Notes—Evidence.—Where, in an Action on a Note, Defendant claims that he signed the note merely for the accommodation of plaintiff, to enable him to use it as collateral, and has already testified as to the circumstances of the transaction, as claimed by him, it is not prejudicial to plaintiff to permit defendant to be asked as to what was his understanding as to the purpose of his signature.
Notes—Consideration.—Where There is No Evidence to Show any consideration for a note, other than the circumstances disclosed in the statement of counsel, preceding a question asked by him as to whether there was any other consideration, permitting such question to be asked is not prejudicial.
HAYNES, C. This action was brought against M. P. Farnham and J. Kendrick upon two promissory notes, each dated August 19, 1801, payable one day after date, one for $2,000 and the other for $800, to the order of Eppinger & Co., upon which there was claimed to remain unpaid $1,119.04 and interest. Farnham, having been adjudged an insolvent debtor, did not answer, and the action proceeded against Kendrick alone, whose answer consisted of a general denial and a special defense, in which it was alleged that on September 12, 1887, Farnham was indebted to the plaintiffs in the sum of about $6,000, and, at the request of Oscar C. Schultz, manager and agent for said plaintiffs in their mercantile business at Germantown, he executed, with Farnham, a promissory note for $2,000, payable to the order of the plaintiffs one day after date, with interest at the rate of one per cent per month; that he executed the same upon the representation of said Schultz that plaintiffs needed money, that Farnham’s note was not good as collateral security, and that his (Kendrick’s) name would be used for no other purpose than to make the note good as collateral security at the bank; and that the notes in suit were given in renewal thereof, that he did not execute any of the notes at the request of Farnham, and that, as to him, they were without consideration. It was also alleged that, in 1890, Farnham delivered to plaintiffs a quantity of wheat sufficient to have paid said note, with the request that it should be applied thereon, but that Schultz said that he wanted to use the note longer, and he would see Kendrick, and obtain his consent, but did not do so; that he received no consideration for the execution of any of the notes; and that Farnham did not request him to execute them. The jury returned a verdict for the defendant, and this appeal is from the judgment entered thereon, and from an order denying a new trial.
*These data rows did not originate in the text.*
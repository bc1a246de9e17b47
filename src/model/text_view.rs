//! Reference host: a rope-backed text view with fixed-pitch character wrapping
//!
//! Every visual row is `line_height` pixels tall. With a wrap width set, a
//! logical line of `n` characters occupies `max(1, ceil(n / wrap))` rows.
//! Offsets are char indices into the rope.

use std::ops::Range;
use std::path::Path;

use ropey::Rope;

use crate::error::{GutterError, Result};
use crate::host::{EditorHost, EditorRef, LineIndexer, MetricsProvider};
use crate::messages::{Channel, DocumentChange, GeometryChange, Notification};
use crate::schedule::Notifier;
use crate::view::VerticalExtent;

/// Pixel metrics of the host's text font
#[derive(Debug, Clone, Copy, PartialEq, Eq)]
pub struct TextMetrics {
    pub line_height: i32,
    pub descent: i32,
    pub char_width: i32,
}

impl Default for TextMetrics {
    fn default() -> Self {
        Self {
            line_height: 17,
            descent: 4,
            char_width: 8,
        }
    }
}

#[derive(Debug)]
pub struct TextView {
    buffer: Rope,
    metrics: TextMetrics,
    /// Wrap width in characters (None = no wrapping)
    wrap_columns: Option<usize>,
    caret: usize,
    visible: bool,
    /// First visual row of each logical line, plus the total row count
    row_starts: Vec<usize>,
    listeners: Vec<Notifier>,
}

impl TextView {
    pub fn new(text: &str) -> Self {
        let mut view = Self {
            buffer: Rope::from(text),
            metrics: TextMetrics::default(),
            wrap_columns: None,
            caret: 0,
            visible: true,
            row_starts: Vec::new(),
            listeners: Vec::new(),
        };
        view.rebuild_rows();
        view
    }

    pub fn from_file(path: &Path) -> std::result::Result<Self, std::io::Error> {
        let content = std::fs::read_to_string(path)?;
        Ok(Self::new(&content))
    }

    pub fn with_metrics(mut self, metrics: TextMetrics) -> Self {
        self.metrics = TextMetrics {
            line_height: metrics.line_height.max(1),
            descent: metrics.descent.max(0),
            char_width: metrics.char_width.max(1),
        };
        self
    }

    pub fn with_wrap(mut self, wrap_columns: Option<usize>) -> Self {
        self.wrap_columns = wrap_columns.filter(|&w| w > 0);
        self.rebuild_rows();
        self
    }

    /// Wrap in a shared handle the gutter can hold
    pub fn into_shared(self) -> EditorRef<Self> {
        std::rc::Rc::new(std::cell::RefCell::new(self))
    }

    pub fn buffer(&self) -> &Rope {
        &self.buffer
    }

    pub fn metrics(&self) -> TextMetrics {
        self.metrics
    }

    pub fn wrap_columns(&self) -> Option<usize> {
        self.wrap_columns
    }

    pub fn len_chars(&self) -> usize {
        self.buffer.len_chars()
    }

    pub fn line_count(&self) -> usize {
        self.buffer.len_lines()
    }

    /// Total number of visual rows
    pub fn row_count(&self) -> usize {
        self.row_starts.last().copied().unwrap_or(0)
    }

    pub fn is_visible(&self) -> bool {
        self.visible
    }

    pub fn listener_count(&self) -> usize {
        self.listeners.len()
    }

    // === Edits ===

    pub fn insert(&mut self, char_idx: usize, text: &str) -> Result<()> {
        self.check_offset(char_idx)?;
        if text.is_empty() {
            return Ok(());
        }
        self.buffer.insert(char_idx, text);
        self.rebuild_rows();
        self.notify(Notification::Document(DocumentChange::Inserted));

        if self.caret >= char_idx {
            self.caret += text.chars().count();
            self.notify(Notification::CaretMoved);
        }
        Ok(())
    }

    pub fn remove(&mut self, range: Range<usize>) -> Result<()> {
        if range.start > range.end {
            return Err(GutterError::InvalidArgument(format!(
                "reversed range {}..{}",
                range.start, range.end
            )));
        }
        self.check_offset(range.end)?;
        if range.is_empty() {
            return Ok(());
        }
        self.buffer.remove(range.clone());
        self.rebuild_rows();
        self.notify(Notification::Document(DocumentChange::Removed));

        if self.caret > range.start {
            self.caret = if self.caret >= range.end {
                self.caret - range.len()
            } else {
                range.start
            };
            self.notify(Notification::CaretMoved);
        }
        Ok(())
    }

    /// Replace the whole document, keeping the caret clamped to the new text
    pub fn replace_all(&mut self, text: &str) {
        self.buffer = Rope::from(text);
        self.rebuild_rows();
        self.notify(Notification::Document(DocumentChange::Replaced));

        let clamped = self.caret.min(self.buffer.len_chars());
        if clamped != self.caret {
            self.caret = clamped;
            self.notify(Notification::CaretMoved);
        }
    }

    pub fn set_caret(&mut self, offset: usize) -> Result<()> {
        self.check_offset(offset)?;
        if offset != self.caret {
            self.caret = offset;
            self.notify(Notification::CaretMoved);
        }
        Ok(())
    }

    /// Move the caret to the start of a 0-based logical line
    pub fn set_caret_line(&mut self, line_index: usize) -> Result<()> {
        let offset = self.line_start_offset(line_index)?;
        self.set_caret(offset)
    }

    /// Change the wrap width, as a resize of the host component would
    pub fn set_wrap(&mut self, wrap_columns: Option<usize>) {
        let wrap_columns = wrap_columns.filter(|&w| w > 0);
        if wrap_columns == self.wrap_columns {
            return;
        }
        self.wrap_columns = wrap_columns;
        self.rebuild_rows();
        self.notify(Notification::Geometry(GeometryChange::Resized));
    }

    pub fn move_to(&mut self) {
        self.notify(Notification::Geometry(GeometryChange::Moved));
    }

    pub fn set_visible(&mut self, visible: bool) {
        if visible == self.visible {
            return;
        }
        self.visible = visible;
        self.notify(Notification::Geometry(if visible {
            GeometryChange::Shown
        } else {
            GeometryChange::Hidden
        }));
    }

    // === Layout helpers ===

    fn check_offset(&self, offset: usize) -> Result<()> {
        let len = self.buffer.len_chars();
        if offset > len {
            return Err(GutterError::StaleOffset { offset, len });
        }
        Ok(())
    }

    /// Offset one past the last character of a line, excluding its line break
    fn line_end(&self, line_index: usize) -> usize {
        if line_index + 1 >= self.buffer.len_lines() {
            return self.buffer.len_chars();
        }
        let next_start = self.buffer.line_to_char(line_index + 1);
        let crlf = next_start >= 2
            && self.buffer.char(next_start - 2) == '\r'
            && self.buffer.char(next_start - 1) == '\n';
        if crlf {
            next_start - 2
        } else {
            next_start - 1
        }
    }

    /// Characters in a line, excluding its line break
    fn line_len(&self, line_index: usize) -> usize {
        self.line_end(line_index) - self.buffer.line_to_char(line_index)
    }

    fn rows_in_line(&self, line_index: usize) -> usize {
        match self.wrap_columns {
            Some(wrap) => self.line_len(line_index).div_ceil(wrap).max(1),
            None => 1,
        }
    }

    fn rebuild_rows(&mut self) {
        let lines = self.buffer.len_lines();
        let mut row_starts = Vec::with_capacity(lines + 1);
        let mut row = 0;
        for line_index in 0..lines {
            row_starts.push(row);
            row += self.rows_in_line(line_index);
        }
        row_starts.push(row);
        self.row_starts = row_starts;
    }

    /// Logical line, its start offset, and the sub-row `offset` falls in
    fn locate(&self, offset: usize) -> Result<(usize, usize, usize)> {
        self.check_offset(offset)?;
        let line_index = self.buffer.char_to_line(offset);
        let line_start = self.buffer.line_to_char(line_index);
        let sub_row = match self.wrap_columns {
            Some(wrap) => ((offset - line_start) / wrap).min(self.rows_in_line(line_index) - 1),
            None => 0,
        };
        Ok((line_index, line_start, sub_row))
    }

    fn notify(&self, notification: Notification) {
        let channel = notification.channel();
        for listener in self.listeners.iter().filter(|l| l.channel() == channel) {
            listener.notify(notification);
        }
    }
}

impl LineIndexer for TextView {
    fn line_index_for_offset(&self, offset: usize) -> Result<usize> {
        self.check_offset(offset)?;
        Ok(self.buffer.char_to_line(offset))
    }

    fn line_start_offset(&self, line_index: usize) -> Result<usize> {
        if line_index >= self.buffer.len_lines() {
            return Err(GutterError::InvalidArgument(format!(
                "line {} out of range ({} lines)",
                line_index,
                self.buffer.len_lines()
            )));
        }
        Ok(self.buffer.line_to_char(line_index))
    }
}

impl MetricsProvider for TextView {
    fn point_to_offset(&self, x: i32, y: i32) -> usize {
        if y < 0 {
            return 0;
        }
        let row = (y / self.metrics.line_height) as usize;
        if row >= self.row_count() {
            return self.buffer.len_chars();
        }

        let line_index = self.row_starts.partition_point(|&start| start <= row) - 1;
        let line_start = self.buffer.line_to_char(line_index);
        let line_len = self.line_len(line_index);
        let sub_row = row - self.row_starts[line_index];
        let row_start = match self.wrap_columns {
            Some(wrap) => sub_row * wrap,
            None => 0,
        };
        let row_width = self
            .wrap_columns
            .unwrap_or(usize::MAX)
            .min(line_len - row_start.min(line_len));
        let column = (x.max(0) / self.metrics.char_width) as usize;
        line_start + row_start + column.min(row_width)
    }

    fn offset_to_vertical_extent(&self, offset: usize) -> Result<VerticalExtent> {
        let (line_index, _, sub_row) = self.locate(offset)?;
        let row = self.row_starts[line_index] + sub_row;
        Ok(VerticalExtent {
            top: row as i32 * self.metrics.line_height,
            height: self.metrics.line_height,
        })
    }

    fn row_end_offset(&self, offset: usize) -> Result<usize> {
        let (line_index, line_start, sub_row) = self.locate(offset)?;
        match self.wrap_columns {
            Some(wrap) if sub_row + 1 < self.rows_in_line(line_index) => {
                Ok(line_start + (sub_row + 1) * wrap - 1)
            }
            // The last row runs up to the line break, or to the document end
            _ if line_index + 1 < self.buffer.len_lines() => {
                Ok(self.buffer.line_to_char(line_index + 1) - 1)
            }
            _ => Ok(self.buffer.len_chars()),
        }
    }
}

impl EditorHost for TextView {
    fn caret_offset(&self) -> usize {
        self.caret
    }

    fn font_descent(&self) -> i32 {
        self.metrics.descent
    }

    fn host_height(&self) -> i32 {
        self.row_count() as i32 * self.metrics.line_height
    }

    fn subscribe(&mut self, channel: Channel, notifier: Notifier) {
        tracing::trace!(?channel, "gutter subscribed to text view");
        self.listeners.push(notifier);
    }
}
[297]Plaintiffs’ motion for judgment on the pleadings was properly denied. Whether the general denial was sufficient to prevent judgment, in the absence of proof, need not be considered.
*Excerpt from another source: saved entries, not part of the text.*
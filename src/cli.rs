//! Command-line argument parsing for the `line-gutter` preview tool
//!
//! Renders the gutter of a text file into a PNG and optionally dumps the
//! labels of the visible rows as JSON.

use clap::Parser;
use std::path::PathBuf;

use crate::config::{FontSource, GutterConfig};

/// Render the line-number gutter of a text file
#[derive(Parser, Debug)]
#[command(
    name = "line-gutter",
    version,
    about = "Render the line-number gutter of a text file"
)]
pub struct CliArgs {
    /// Text file to number
    #[arg(value_name = "FILE")]
    pub file: PathBuf,

    /// Output PNG path
    #[arg(short, long, value_name = "PNG", default_value = "gutter.png")]
    pub out: PathBuf,

    /// Font file (.ttf/.otf) registered under the gutter's font family
    #[arg(long, value_name = "PATH")]
    pub font: Option<PathBuf>,

    /// Font family (overrides the configuration)
    #[arg(long)]
    pub family: Option<String>,

    /// Font size in points (overrides the configuration)
    #[arg(long, value_name = "PT")]
    pub size: Option<i32>,

    /// Theme id (overrides the configuration)
    #[arg(long)]
    pub theme: Option<String>,

    /// Wrap lines at N characters
    #[arg(long, value_name = "N")]
    pub wrap: Option<usize>,

    /// Height of the rendered viewport in pixels (default: whole document)
    #[arg(long, value_name = "PX")]
    pub height: Option<u32>,

    /// Vertical scroll offset of the viewport in pixels
    #[arg(long, value_name = "PX", default_value_t = 0)]
    pub scroll: u32,

    /// Put the caret on line N (1-indexed)
    #[arg(long, value_name = "N")]
    pub caret_line: Option<usize>,

    /// Print the visible labels as JSON to stdout
    #[arg(long)]
    pub labels: bool,

    /// Configuration file (default: ~/.config/line-gutter/config.yaml)
    #[arg(long, value_name = "PATH")]
    pub config: Option<PathBuf>,
}

/// What to render, derived from CLI arguments
#[derive(Debug, Clone, PartialEq)]
pub struct PreviewConfig {
    pub file: PathBuf,
    pub out: PathBuf,
    pub wrap_columns: Option<usize>,
    pub viewport_height: Option<u32>,
    pub scroll_y: u32,
    /// 0-indexed caret line
    pub caret_line: Option<usize>,
    pub print_labels: bool,
}

impl CliArgs {
    /// Validate arguments and split them into the preview settings
    pub fn into_config(self) -> Result<PreviewConfig, String> {
        if self.wrap == Some(0) {
            return Err("--wrap must be at least 1".to_string());
        }
        if self.height == Some(0) {
            return Err("--height must be at least 1".to_string());
        }
        if self.caret_line == Some(0) {
            return Err("--caret-line is 1-indexed".to_string());
        }

        Ok(PreviewConfig {
            file: self.file,
            out: self.out,
            wrap_columns: self.wrap,
            viewport_height: self.height,
            scroll_y: self.scroll,
            // Convert from 1-indexed (user input) to 0-indexed (internal)
            caret_line: self.caret_line.map(|line| line - 1),
            print_labels: self.labels,
        })
    }

    /// Apply font and theme overrides on top of the loaded configuration
    pub fn apply_overrides(&self, config: &mut GutterConfig) {
        if let Some(family) = &self.family {
            config.font_family = family.clone();
        }
        if let Some(size) = self.size {
            config.font_size = size;
        }
        if let Some(theme) = &self.theme {
            config.theme = theme.clone();
        }
        if let Some(path) = &self.font {
            config.fonts.push(FontSource {
                family: config.font_family.clone(),
                path: path.clone(),
            });
        }
    }
}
Plaintiff also objected to evidence under the special defense, upon the ground that it does not state facts sufficient to constitute a defense. The special defense, so called, really contains two special defenses: (1) That defendant was not Farnham’s surety, but joined in the execution of the notes for the accommodation of the plaintiffs, to enable them to raise money upon them as collateral; and (2) that, if he were liable as surety, the principal maker had put in plaintiffs’ hands sufficient wheat to pay them, and directed that the proceeds be applied upon the original note, and that they did not so apply it. These defenses should have been separately pleaded; but no objection was taken by motion to require them to be separately stated, nor by special demurrer for ambiguity or uncertainty. Though defectively pleaded, the answer stated a defense, and the objection to evidence upon that ground was properly overruled. So, too, the objection that the agency of Schultz for the plaintiffs is not sufficiently alleged cannot be sustained. The answer in that regard is sufficient, as against an objection to evidence, though defectively pleaded, whatever might have been held if it had been specially demurred to.